MDEV-35304: Add `Connects_Tried` and `Primary_Retry_Count` to SSS #3764

ParadoxV5 · 2025-01-14T20:08:23Z

The Jira issue number for this PR is: MDEV-35304

Description

These new Master_info numbers supplement SHOW ~~SLAVE~~ REPLICA STATUS’s (most-recent) ‘Connecting’ state with statistics on (re)connect attempts:

Connects_Tried: how many retries have been attempted so far
- This was previously a local variable that only counter re-attempts; it’s now meaningful even after the “Connecting” state concludes.
Primary_Retry_Count: out of how many configured
- Formerly known as the global option --master-retry-count, it’s now copied per-replica to pave way for CHANGE ~~PRIMARY~~ MASTER … TO in MDEV-25674.
- I’m pre-emptively naming this one ‘Primary’ re. MDEV-30189 of MDEV-18777.

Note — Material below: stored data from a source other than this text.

#[derive(Debug, Clone, PartialEq, Eq)]
pub enum IdempotencyOutcome {
    Proceed,
    Conflict,
    Cached(String),
}

/// Atomic set-if-absent-with-TTL primitive backing idempotency (§4.12), mirroring the
/// request/token counter backend split used by C1.
#[async_trait]
pub trait IdempotencyBackend: Send + Sync {
    async fn set_if_absent(&self, key: &str, value: &str, ttl_seconds: i64) -> Result<bool, String>;
    async fn get(&self, key: &str) -> Result<Option<String>, String>;
    async fn set(&self, key: &str, value: &str, ttl_seconds: i64) -> Result<(), String>;
    async fn remove(&self, key: &str) -> Result<(), String>;
}

pub struct RedisIdempotencyBackend {
    manager: redis::aio::ConnectionManager,
}

impl RedisIdempotencyBackend {
    pub async fn connect(redis_url: &str) -> Result<Self, redis::RedisError> {
        let client = redis::Client::open(redis_url)?;
        let manager = client.get_connection_manager().await?;
        Ok(RedisIdempotencyBackend { manager })
    }
}

#[async_trait]
impl IdempotencyBackend for RedisIdempotencyBackend {
    async fn set_if_absent(&self, key: &str, value: &str, ttl_seconds: i64) -> Result<bool, String> {
        let mut conn = self.manager.clone();
        redis::cmd("SET")
            .arg(key)
            .arg(value)
            .arg("NX")
            .arg("EX")
            .arg(ttl_seconds)
            .query_async::<_, Option<String>>(&mut conn)
            .await
            .map(|v| v.is_some())
            .map_err(|e| e.to_string())
    }

    async fn get(&self, key: &str) -> Result<Option<String>, String> {
        let mut conn = self.manager.clone();
        redis::cmd("GET").arg(key).query_async(&mut conn).await.map_err(|e| e.to_string())
    }

    async fn set(&self, key: &str, value: &str, ttl_seconds: i64) -> Result<(), String> {
        let mut conn = self.manager.clone();
        redis::cmd("SET")
            .arg(key)
            .arg(value)
            .arg("EX")
            .arg(ttl_seconds)
            .query_async::<_, ()>(&mut conn)
            .await
            .map_err(|e| e.to_string())
    }

    async fn remove(&self, key: &str) -> Result<(), String> {
        let mut conn = self.manager.clone();
        redis::cmd("DEL").arg(key).query_async::<_, ()>(&mut conn).await.map_err(|e| e.to_string())
    }
}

This PR also includes additional commits that refactor relevant code.
I strongly recommend reviewing commit-by-commit.

What problem is the patch trying to solve?

When the IO thread (re)connect to a primary, no updates are available besides unique errors that cause the failure.

If some output changed that is not visible in a test case, what was it looking like before the change and how it's looking with this patch applied?

From #3764 (comment), appearently:

--master-retry-count=0 is treated as =1 for reconnecting to a previously connected primary.
There may have been an extra sleep in try_to_reconnect().
In full, looks like this happens when the connection drops at a different substep in the setup phase.

Both of these code are now gone as part of a preparation commit.

Do you think this patch might introduce side-effects in other parts of the server?

Component that expects a fixed number of SHOW REPLICA STATUS entries in fixed sections might start seeïng uninvited guests.
On that note, we have many MTR tests that run show slave status directly and in full (i.e., not using source include/show_slave_status.inc).

Release Notes

Added two new SLOW REPLICA STATUS entries for statistics of the most-recent ‘Connecting’ state:

Connects_Tried: How many retries were attempted
Primary_Retry_Count: Out of how many configured (i.e., the --master-retry-count option)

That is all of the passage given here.